[Excerpts from a dataset]

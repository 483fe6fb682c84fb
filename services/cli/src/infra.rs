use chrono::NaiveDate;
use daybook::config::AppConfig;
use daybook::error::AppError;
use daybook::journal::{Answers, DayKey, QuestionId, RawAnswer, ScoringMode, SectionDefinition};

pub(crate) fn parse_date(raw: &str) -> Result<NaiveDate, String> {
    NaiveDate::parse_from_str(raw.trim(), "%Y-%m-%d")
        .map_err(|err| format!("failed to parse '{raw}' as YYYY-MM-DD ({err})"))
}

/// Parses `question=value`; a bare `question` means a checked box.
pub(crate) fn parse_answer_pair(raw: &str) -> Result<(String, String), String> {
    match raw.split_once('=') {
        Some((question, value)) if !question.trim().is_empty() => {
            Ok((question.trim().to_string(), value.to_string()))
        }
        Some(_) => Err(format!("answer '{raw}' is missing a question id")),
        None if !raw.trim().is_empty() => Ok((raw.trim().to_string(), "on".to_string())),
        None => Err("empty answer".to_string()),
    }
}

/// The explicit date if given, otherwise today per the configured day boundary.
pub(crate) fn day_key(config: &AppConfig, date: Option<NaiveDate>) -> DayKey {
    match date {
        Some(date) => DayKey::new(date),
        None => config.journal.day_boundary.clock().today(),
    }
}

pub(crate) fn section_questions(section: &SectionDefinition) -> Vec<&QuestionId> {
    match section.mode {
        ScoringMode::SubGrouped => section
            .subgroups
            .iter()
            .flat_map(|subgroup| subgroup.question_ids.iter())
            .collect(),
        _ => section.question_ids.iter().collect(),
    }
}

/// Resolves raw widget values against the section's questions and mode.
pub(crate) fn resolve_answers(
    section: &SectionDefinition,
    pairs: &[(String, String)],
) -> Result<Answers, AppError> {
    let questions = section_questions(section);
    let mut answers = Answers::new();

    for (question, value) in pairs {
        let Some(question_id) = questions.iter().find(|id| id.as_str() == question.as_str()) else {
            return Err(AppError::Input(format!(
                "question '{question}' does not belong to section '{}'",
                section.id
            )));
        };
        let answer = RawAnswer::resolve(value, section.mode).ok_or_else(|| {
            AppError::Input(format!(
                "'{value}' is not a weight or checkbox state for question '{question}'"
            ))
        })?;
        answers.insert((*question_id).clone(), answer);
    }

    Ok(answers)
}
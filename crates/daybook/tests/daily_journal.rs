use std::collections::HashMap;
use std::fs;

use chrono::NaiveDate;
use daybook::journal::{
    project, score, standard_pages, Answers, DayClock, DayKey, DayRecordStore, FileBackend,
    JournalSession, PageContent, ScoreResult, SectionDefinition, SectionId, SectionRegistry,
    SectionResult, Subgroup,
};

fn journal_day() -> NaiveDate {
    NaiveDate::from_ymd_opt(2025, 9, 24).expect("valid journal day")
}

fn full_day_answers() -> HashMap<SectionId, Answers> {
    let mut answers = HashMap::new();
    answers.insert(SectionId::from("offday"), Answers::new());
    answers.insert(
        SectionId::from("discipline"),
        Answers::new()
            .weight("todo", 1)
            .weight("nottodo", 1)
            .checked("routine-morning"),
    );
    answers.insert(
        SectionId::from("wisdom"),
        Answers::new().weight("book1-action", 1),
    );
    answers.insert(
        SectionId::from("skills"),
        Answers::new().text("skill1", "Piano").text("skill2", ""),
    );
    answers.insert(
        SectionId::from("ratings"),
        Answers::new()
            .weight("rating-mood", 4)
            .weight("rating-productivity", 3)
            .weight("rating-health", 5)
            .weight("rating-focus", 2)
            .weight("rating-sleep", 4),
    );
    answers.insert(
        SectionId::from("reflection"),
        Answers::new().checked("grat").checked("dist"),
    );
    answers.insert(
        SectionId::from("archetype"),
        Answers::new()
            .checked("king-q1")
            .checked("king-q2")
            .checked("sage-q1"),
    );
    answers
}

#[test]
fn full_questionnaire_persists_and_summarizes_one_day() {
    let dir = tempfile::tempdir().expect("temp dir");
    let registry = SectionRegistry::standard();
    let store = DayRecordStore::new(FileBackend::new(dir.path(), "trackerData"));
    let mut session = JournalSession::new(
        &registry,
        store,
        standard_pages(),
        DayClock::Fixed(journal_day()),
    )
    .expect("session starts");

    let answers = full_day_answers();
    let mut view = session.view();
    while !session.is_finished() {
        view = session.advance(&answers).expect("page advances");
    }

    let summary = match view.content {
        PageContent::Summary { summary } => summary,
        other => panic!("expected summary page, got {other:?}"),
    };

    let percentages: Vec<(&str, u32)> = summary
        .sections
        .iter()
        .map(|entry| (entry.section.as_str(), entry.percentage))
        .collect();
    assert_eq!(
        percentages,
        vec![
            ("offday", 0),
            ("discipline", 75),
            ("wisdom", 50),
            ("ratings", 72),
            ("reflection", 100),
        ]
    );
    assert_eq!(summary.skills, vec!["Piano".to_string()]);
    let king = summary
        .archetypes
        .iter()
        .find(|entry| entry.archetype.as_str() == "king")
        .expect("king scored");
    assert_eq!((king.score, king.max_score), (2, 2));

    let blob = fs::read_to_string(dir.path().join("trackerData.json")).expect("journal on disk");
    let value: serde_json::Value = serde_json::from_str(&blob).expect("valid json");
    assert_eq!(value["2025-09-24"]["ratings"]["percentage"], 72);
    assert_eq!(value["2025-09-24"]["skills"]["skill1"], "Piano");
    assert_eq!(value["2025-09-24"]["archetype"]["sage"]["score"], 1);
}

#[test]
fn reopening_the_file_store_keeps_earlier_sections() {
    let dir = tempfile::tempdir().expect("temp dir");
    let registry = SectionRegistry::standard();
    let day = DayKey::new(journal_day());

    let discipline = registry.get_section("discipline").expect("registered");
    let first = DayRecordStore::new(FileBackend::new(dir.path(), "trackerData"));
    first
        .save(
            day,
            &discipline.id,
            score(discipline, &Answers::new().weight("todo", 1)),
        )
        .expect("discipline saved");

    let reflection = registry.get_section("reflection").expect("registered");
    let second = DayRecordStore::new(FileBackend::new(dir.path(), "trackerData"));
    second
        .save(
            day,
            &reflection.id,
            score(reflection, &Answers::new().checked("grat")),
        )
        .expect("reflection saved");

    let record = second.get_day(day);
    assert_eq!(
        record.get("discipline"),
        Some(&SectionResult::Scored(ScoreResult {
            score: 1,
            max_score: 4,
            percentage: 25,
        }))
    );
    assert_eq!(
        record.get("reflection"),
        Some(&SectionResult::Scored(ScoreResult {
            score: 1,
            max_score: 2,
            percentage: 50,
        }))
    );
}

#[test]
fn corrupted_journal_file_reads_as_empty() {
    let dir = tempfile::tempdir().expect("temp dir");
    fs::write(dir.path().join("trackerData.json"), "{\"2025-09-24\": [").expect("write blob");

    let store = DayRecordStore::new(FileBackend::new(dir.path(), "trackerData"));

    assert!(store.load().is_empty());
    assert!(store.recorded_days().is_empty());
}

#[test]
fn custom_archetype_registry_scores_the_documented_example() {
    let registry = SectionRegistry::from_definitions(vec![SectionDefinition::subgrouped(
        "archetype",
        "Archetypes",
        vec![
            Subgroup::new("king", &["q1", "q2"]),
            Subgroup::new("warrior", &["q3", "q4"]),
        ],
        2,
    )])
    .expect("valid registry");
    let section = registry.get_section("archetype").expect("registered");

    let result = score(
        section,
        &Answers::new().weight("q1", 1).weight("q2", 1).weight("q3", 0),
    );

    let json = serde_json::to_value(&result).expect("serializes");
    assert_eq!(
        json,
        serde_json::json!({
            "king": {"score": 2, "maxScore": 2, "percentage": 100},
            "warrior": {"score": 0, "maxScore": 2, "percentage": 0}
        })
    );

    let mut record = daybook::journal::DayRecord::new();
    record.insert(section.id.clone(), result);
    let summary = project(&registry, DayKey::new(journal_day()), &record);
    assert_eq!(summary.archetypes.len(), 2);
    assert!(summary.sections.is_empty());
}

...

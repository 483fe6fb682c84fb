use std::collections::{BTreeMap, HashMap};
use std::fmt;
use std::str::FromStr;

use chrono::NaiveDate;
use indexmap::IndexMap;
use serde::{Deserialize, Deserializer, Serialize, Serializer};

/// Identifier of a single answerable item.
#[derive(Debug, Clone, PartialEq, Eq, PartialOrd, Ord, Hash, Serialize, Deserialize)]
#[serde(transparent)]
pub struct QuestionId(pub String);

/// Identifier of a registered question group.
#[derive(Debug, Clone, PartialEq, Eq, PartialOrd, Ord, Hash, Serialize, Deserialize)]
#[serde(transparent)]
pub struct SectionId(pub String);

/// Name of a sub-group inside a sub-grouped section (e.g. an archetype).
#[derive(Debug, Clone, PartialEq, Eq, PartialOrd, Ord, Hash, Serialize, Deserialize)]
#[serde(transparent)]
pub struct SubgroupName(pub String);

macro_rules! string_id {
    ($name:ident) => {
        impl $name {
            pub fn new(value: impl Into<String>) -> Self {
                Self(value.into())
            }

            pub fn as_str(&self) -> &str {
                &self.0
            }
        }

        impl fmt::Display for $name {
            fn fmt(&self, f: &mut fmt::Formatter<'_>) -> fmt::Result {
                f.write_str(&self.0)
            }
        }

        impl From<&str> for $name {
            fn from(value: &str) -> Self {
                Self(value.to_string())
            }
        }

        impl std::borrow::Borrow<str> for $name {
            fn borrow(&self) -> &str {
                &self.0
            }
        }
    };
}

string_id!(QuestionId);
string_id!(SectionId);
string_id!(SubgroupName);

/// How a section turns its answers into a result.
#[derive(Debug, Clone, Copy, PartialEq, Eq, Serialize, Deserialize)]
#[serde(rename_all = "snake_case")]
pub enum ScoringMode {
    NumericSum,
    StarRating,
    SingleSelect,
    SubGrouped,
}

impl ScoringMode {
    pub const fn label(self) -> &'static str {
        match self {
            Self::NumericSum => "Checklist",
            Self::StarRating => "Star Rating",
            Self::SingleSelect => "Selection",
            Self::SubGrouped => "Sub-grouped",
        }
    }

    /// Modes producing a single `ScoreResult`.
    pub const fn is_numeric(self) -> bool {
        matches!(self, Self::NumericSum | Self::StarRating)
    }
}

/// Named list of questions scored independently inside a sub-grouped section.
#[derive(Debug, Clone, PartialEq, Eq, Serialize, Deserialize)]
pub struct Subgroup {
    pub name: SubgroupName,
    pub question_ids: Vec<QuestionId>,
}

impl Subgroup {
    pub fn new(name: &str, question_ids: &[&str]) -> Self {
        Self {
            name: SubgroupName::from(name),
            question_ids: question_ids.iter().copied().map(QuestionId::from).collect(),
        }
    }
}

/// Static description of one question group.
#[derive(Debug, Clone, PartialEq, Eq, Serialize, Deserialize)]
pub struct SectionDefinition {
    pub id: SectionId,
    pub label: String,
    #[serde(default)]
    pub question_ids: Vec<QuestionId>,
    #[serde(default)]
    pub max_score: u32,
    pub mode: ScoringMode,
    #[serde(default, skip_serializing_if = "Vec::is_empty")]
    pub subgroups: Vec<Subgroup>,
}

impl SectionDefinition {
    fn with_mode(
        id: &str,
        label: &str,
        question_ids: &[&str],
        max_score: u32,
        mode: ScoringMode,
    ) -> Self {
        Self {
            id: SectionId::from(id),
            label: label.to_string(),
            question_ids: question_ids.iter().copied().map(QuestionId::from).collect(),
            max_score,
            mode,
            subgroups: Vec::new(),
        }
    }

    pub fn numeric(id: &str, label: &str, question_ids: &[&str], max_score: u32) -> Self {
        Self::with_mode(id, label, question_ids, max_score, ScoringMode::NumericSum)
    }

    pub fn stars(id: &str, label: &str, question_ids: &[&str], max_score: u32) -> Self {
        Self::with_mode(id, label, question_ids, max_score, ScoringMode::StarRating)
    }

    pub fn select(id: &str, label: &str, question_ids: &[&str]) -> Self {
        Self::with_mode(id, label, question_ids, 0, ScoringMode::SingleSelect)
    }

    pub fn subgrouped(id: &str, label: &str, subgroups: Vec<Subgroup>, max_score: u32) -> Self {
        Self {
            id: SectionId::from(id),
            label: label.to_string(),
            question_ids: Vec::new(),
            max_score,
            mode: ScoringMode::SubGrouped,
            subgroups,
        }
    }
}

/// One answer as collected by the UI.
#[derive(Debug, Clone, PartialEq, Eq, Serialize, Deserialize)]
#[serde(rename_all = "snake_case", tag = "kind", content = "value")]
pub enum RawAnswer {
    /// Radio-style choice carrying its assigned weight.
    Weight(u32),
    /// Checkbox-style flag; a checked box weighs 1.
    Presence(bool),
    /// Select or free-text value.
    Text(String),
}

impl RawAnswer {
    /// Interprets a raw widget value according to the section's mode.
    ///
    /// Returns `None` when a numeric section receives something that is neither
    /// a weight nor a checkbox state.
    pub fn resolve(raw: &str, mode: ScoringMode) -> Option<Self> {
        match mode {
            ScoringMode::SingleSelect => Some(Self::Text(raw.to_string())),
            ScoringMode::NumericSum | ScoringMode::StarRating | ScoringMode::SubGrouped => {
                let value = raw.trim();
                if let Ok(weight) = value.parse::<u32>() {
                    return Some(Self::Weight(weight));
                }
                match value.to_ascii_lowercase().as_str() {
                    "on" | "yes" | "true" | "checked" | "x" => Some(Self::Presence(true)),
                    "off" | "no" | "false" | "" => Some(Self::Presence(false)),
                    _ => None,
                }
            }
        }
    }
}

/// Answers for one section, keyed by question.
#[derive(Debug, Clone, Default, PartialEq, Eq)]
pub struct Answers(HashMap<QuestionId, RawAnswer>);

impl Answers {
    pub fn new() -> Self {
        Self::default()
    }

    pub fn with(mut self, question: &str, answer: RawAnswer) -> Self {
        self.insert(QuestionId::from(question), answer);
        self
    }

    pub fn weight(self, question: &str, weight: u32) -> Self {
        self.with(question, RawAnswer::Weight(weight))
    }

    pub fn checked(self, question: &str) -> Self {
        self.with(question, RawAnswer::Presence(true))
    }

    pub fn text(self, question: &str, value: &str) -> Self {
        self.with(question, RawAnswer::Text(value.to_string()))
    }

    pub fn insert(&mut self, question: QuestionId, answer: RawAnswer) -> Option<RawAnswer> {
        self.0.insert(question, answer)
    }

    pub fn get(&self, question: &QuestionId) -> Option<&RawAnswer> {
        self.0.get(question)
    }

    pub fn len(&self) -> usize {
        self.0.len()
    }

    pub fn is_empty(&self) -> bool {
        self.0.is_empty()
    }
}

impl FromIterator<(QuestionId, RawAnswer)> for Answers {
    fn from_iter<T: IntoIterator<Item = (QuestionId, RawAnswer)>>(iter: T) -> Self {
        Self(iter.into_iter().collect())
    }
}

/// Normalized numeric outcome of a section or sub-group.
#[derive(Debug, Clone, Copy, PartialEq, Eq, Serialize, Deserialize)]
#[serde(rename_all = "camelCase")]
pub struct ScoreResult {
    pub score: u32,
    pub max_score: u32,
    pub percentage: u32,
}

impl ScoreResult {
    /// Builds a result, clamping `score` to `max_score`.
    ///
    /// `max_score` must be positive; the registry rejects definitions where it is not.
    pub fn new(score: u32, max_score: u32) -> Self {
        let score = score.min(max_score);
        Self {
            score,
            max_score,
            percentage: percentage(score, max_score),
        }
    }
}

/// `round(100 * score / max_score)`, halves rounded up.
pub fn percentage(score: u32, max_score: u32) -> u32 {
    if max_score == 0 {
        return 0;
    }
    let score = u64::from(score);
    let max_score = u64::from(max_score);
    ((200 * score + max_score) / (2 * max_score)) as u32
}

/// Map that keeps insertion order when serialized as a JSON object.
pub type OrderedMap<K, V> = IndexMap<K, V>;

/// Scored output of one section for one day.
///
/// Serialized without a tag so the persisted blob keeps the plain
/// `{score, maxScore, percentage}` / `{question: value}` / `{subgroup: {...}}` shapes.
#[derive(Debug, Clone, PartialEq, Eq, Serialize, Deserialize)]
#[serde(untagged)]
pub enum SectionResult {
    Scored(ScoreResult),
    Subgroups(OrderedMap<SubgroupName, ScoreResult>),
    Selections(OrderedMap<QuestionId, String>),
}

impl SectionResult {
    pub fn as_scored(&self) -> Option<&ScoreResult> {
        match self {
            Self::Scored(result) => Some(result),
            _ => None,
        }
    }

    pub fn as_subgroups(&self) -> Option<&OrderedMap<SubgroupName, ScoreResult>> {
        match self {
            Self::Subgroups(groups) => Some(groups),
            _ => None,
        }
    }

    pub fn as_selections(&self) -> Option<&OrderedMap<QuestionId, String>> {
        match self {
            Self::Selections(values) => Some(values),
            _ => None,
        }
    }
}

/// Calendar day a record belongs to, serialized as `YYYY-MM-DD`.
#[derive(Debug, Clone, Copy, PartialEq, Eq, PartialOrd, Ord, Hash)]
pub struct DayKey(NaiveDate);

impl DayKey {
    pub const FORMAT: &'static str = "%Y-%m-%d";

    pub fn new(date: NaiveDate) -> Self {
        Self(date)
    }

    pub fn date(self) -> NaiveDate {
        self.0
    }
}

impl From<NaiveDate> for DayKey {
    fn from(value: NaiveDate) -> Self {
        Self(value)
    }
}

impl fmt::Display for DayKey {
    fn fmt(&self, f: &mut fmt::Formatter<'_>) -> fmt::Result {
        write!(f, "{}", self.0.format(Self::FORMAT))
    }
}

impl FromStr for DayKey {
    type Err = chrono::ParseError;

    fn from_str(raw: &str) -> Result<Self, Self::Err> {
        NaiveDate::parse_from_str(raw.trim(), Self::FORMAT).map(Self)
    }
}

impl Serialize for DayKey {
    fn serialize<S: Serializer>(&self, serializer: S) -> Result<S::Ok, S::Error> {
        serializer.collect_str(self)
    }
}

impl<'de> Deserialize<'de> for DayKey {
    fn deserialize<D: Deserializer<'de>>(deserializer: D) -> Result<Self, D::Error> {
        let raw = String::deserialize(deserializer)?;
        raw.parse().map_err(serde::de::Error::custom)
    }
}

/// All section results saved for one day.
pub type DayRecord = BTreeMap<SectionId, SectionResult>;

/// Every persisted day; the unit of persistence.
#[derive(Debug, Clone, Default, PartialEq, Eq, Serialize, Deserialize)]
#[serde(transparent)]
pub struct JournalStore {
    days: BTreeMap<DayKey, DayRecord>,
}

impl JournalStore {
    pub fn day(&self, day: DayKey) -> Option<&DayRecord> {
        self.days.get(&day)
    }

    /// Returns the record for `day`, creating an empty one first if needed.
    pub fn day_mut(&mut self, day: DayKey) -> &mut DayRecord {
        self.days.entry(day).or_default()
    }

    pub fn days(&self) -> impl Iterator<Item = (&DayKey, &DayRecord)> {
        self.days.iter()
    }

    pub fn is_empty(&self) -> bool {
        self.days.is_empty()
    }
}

---

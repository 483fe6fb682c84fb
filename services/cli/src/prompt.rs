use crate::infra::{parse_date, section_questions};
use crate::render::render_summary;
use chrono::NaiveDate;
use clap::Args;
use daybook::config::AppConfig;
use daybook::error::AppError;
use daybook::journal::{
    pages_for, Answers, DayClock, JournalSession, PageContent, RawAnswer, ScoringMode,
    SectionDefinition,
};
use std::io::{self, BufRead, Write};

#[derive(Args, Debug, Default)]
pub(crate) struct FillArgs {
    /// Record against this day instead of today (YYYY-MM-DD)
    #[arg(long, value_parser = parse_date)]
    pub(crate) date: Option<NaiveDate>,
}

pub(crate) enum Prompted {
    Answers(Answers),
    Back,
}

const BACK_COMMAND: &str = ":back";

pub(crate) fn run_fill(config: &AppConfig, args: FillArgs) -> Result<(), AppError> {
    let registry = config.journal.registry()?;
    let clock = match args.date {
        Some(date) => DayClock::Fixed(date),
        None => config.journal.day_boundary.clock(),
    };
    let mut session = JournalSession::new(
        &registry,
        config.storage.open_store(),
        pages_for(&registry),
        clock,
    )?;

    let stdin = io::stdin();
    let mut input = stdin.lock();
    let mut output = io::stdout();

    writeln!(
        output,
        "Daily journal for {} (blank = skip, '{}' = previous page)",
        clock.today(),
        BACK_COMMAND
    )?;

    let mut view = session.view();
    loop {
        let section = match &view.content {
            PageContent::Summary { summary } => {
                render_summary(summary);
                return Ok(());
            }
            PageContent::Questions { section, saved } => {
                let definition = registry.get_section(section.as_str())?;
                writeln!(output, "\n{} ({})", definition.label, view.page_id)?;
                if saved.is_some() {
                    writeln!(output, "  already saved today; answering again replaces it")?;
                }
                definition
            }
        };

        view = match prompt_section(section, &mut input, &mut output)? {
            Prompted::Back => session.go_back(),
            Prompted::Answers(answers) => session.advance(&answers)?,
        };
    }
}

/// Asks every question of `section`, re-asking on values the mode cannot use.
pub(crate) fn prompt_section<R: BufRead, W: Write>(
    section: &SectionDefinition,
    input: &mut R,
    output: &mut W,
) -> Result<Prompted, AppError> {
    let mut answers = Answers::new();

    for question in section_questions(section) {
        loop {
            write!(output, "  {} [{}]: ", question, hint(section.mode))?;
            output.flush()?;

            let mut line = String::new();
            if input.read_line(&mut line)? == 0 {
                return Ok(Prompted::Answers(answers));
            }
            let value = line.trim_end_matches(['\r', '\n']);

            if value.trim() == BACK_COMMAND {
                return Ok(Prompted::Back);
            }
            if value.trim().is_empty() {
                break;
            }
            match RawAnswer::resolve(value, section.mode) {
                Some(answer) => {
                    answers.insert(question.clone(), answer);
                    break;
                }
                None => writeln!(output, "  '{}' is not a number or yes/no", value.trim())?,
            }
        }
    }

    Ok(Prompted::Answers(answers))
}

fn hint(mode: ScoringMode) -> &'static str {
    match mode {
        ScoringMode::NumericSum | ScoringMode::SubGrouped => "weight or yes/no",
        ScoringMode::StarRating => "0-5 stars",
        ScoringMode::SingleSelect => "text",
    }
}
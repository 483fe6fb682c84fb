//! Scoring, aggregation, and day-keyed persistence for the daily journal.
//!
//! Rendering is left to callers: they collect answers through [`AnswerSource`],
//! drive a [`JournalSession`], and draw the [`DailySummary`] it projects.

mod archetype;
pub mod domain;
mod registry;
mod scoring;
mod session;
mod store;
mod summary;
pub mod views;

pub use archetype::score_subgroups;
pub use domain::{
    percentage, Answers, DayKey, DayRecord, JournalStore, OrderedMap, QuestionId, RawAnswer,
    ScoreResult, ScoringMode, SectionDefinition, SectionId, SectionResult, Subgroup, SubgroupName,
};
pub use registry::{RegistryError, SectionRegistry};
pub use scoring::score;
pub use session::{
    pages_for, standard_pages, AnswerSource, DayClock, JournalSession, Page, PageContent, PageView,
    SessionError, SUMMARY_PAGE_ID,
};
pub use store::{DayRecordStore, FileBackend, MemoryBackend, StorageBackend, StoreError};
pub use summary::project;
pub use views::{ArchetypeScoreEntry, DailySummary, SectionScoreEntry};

## PROMPT
From the records above, copy out the line with "questions and mode.", the line with "let Some(question_id) = questions.iter().find(|id|", and every line between them, word for word.

## ANSWER SECTION
/// Resolves raw widget values against the section's questions and mode.
pub(crate) fn resolve_answers(
    section: &SectionDefinition,
    pairs: &[(String, String)],
) -> Result<Answers, AppError> {
    let questions = section_questions(section);
    let mut answers = Answers::new();

    for (question, value) in pairs {
        let Some(question_id) = questions.iter().find(|id| id.as_str() == question.as_str()) else {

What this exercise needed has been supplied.